Why do we talk about “Americas,” but not “Africas,” “Europes,” or “Asias”? Different models of colonization and interactions with Native societies and enslaved peoples led to different racial hierarchies and realities. The Spanish model of military conquest and Catholic evangelization resulted in more racial mixing and a complicated caste system. The English model of Puritan colonization involved expelling Indigenous peoples and maintaining slavery after independence. In the first model, the idea of being “American” depends on its relation to mestizaje (racial commingling or miscegenation) and therefore on the incorporation of Indigenous, European, African, and Asian ancestry. In the second it does not. The English colonies were geographically concentrated and managed to become “United States of America.” The Spanish colonies were geographically distant and divided by deserts, rainforests, and high mountain ranges, becoming the “divided states” of America. We are reminded of these models and histories every time we cross the border, when immigration agents racially profile us to determine if we look “American”—paradoxically whiter and more European, or “alien”—browner and therefore Native American. No surprise that a white woman in Arizona was recorded recently telling a Native American woman to “go back to Mexico,” or that Native American protesters in South Dakota were told to “go home” by Trump supporters.2

It is absurd when Spanish speakers are ordered to speak English in “America,” when that word itself has Spanish and Latin origins. It comes from the name of Amerigo Vespucci, an Italian explorer working for the Spanish crown who figured out that Brazil was a land mass distinct from Europe or Asia. Ironically, such demands to use English often happen in places far from where Vespucci was navigating, places that have Spanish names like California, Texas, Santa Fe, Colorado, Nevada, San Diego, Laredo, San Antonio, San Francisco, Las Vegas, et cetera. Is it even possible to not speak Spanish in America? I also wonder how so many people can deny the reality of being culturally mixed, regardless of the arbitrary skin color that no one decides.
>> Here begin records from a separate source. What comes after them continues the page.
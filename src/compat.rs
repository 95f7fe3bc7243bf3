//! Invocation of the external compatibility-test suite.
//!
//! The suite is a separate executable (by default the reference
//! `redis_compatibility_test.py`). Its stdout is the test report and goes to
//! the results file; stderr is captured and logged but not persisted.

use std::path::PathBuf;
use std::process::Stdio;

use tracing::{info, warn};

use crate::config::CompatConfig;
use crate::error::{Error, Result};

/// One prepared invocation of the compatibility suite.
#[derive(Debug, Clone)]
pub struct CompatTest {
    /// Command that launches the suite, parsed with shell quoting rules
    pub runner: String,
    /// Test definition file passed through as `--testfile`
    pub testfile: PathBuf,
    /// Pass `--show-failed` to the suite
    pub show_failed: bool,
    /// File the suite's stdout is redirected to
    pub results_file: PathBuf,
    /// Port the suite connects to
    pub port: u16,
}

/// What the suite reported back.
#[derive(Debug, Clone)]
pub struct CompatReport {
    /// Exit code of the test process (-1 if killed by a signal)
    pub exit_code: i32,
    /// Where the report was written
    pub results_file: PathBuf,
    /// Captured stderr
    pub stderr: String,
}

impl CompatReport {
    /// True when the whole suite passed.
    pub fn passed(&self) -> bool {
        self.exit_code == 0
    }
}

impl CompatTest {
    /// Builds an invocation from config plus the per-run CLI arguments.
    pub fn new(config: &CompatConfig, testfile: PathBuf, show_failed: bool) -> Self {
        Self {
            runner: config.runner.clone(),
            testfile,
            show_failed,
            results_file: config.results_file.clone(),
            port: config.port,
        }
    }

    /// The full argv for one run against `host` with `password`.
    pub fn command_line(&self, host: &str, password: &str) -> Result<Vec<String>> {
        let mut argv = shell_words::split(&self.runner).map_err(|e| Error::InvalidRunner {
            command: self.runner.clone(),
            message: e.to_string(),
        })?;
        if argv.is_empty() {
            return Err(Error::InvalidRunner {
                command: self.runner.clone(),
                message: "empty command".to_string(),
            });
        }
        argv.push("--testfile".to_string());
        argv.push(self.testfile.to_string_lossy().into_owned());
        if self.show_failed {
            argv.push("--show-failed".to_string());
        }
        argv.push("--host".to_string());
        argv.push(host.to_string());
        argv.push("--port".to_string());
        argv.push(self.port.to_string());
        argv.push("--password".to_string());
        argv.push(password.to_string());
        Ok(argv)
    }

    /// Runs the suite, writing its stdout to the results file.
    ///
    /// A non-zero exit status is reported in the returned [`CompatReport`],
    /// not as an error; failing to launch the process is.
    pub async fn run(&self, host: &str, password: &str) -> Result<CompatReport> {
        let argv = self.command_line(host, password)?;
        let output_file = std::fs::File::create(&self.results_file)?;

        info!(
            program = %argv[0],
            results_file = %self.results_file.display(),
            "running compatibility test"
        );

        let child = tokio::process::Command::new(&argv[0])
            .args(&argv[1..])
            .stdout(Stdio::from(output_file))
            .stderr(Stdio::piped())
            .spawn()
            .map_err(|source| Error::TestSpawn {
                command: argv[0].clone(),
                source,
            })?;

        let output = child.wait_with_output().await?;
        let stderr = String::from_utf8_lossy(&output.stderr).into_owned();
        if !stderr.is_empty() {
            warn!(%stderr, "compatibility test wrote to stderr");
        }

        Ok(CompatReport {
            exit_code: output.status.code().unwrap_or(-1),
            results_file: self.results_file.clone(),
            stderr,
        })
    }
}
Because the United States claimed the name “America,” Mexico and other former Spanish colonies had to differentiate themselves or else become part of the United States. Making them part of the United States would imply incorporating mixed and racially diverse free citizens, thus creating conflicts that would challenge the white supremacist conception of Native Americans as outsiders to American lands or the fractional personhood allotted to enslaved people of African descent.3 These disputes and identity crises have Puerto Rico in a limbo where it is neither a sovereign entity nor one of the “united” states.

Since the Mexican-American War of 1846–48, the relationship between “the Americas” has evolved from overt cycles of imperialist interventionism and manifest destiny to supposedly more benign strategies, such as US President Franklin D. Roosevelt's “Good Neighbor” policy of 1933, a diplomatic effort toward Latin America in the lead-up to World War II. President Woodrow Wilson had previously followed a similar approach to foreign policy relations with Mexico (that is, until dramatically changing course with the invasion and occupation of Veracruz in 1914). Based on the premise of not intervening in domestic affairs, such a policy would supposedly create new economic opportunities in the form of trade agreements, instead of the customary military interventions in search of access to natural resources or the protection of trade interests.
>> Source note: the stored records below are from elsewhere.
//! The transient record describing the provisioned instance.
//!
//! An [`InstanceInfo`] is populated incrementally: network and instance
//! identifiers at creation time, credentials once `configure` has reset the
//! account password. It lives for one workflow run and is discarded after
//! teardown.

use serde::Serialize;

use crate::error::{Error, Result};

/// Account credentials for the provisioned instance.
///
/// The account name equals the instance id, which is the vendor's default
/// account on a fresh Tair instance.
#[derive(Debug, Clone, PartialEq, Eq, Serialize)]
pub struct Credentials {
    /// Account name
    pub account: String,
    /// Account password
    #[serde(skip_serializing)]
    pub password: String,
}

/// Identifiers of everything the workflow created, in the order it was
/// created. Teardown consumes them in reverse.
#[derive(Debug, Clone, Serialize)]
pub struct InstanceInfo {
    /// Managed store instance id, e.g. `r-bp1zxszhcgatnx****`
    pub instance_id: String,
    /// Display name given to the instance
    pub instance_name: String,
    /// Region the resources live in, e.g. `cn-hangzhou`
    pub region_id: String,
    /// Zone the vswitch and instance live in, e.g. `cn-hangzhou-b`
    pub zone_id: String,
    /// Virtual network id
    pub vpc_id: String,
    /// Subnet (vswitch) id
    pub vswitch_id: String,
    /// Private address the compatibility suite connects to
    pub private_ip: String,
    /// Set by `configure`, absent until then
    #[serde(skip_serializing_if = "Option::is_none")]
    pub credentials: Option<Credentials>,
}

impl InstanceInfo {
    /// Returns the configured credentials, or [`Error::CredentialsUnset`] if
    /// `configure` has not run yet.
    pub fn credentials(&self) -> Result<&Credentials> {
        self.credentials.as_ref().ok_or(Error::CredentialsUnset)
    }
}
Thus, the US Marines ended their occupation of Nicaragua in 1933 and of Haiti in 1934, and negotiations were made for compensation from the Mexican government for their nationalization of the oil industry. In 1940, Roosevelt established the Office of the Coordinator of Inter-American Affairs, with Nelson Rockefeller as the coordinator. This organization was charged with creating propaganda in an attempt to win the hearts and minds of the Latin American people and at the same time to convince people in the United States of the benefits of Pan-American friendship during World War II. In order to achieve this, it was necessary to counteract the negative stereotypes that had historically represented Latino men as both unmotivated and threatening, either always dozing off or always making trouble—savages in sombreros who, left unchecked, would rape white women.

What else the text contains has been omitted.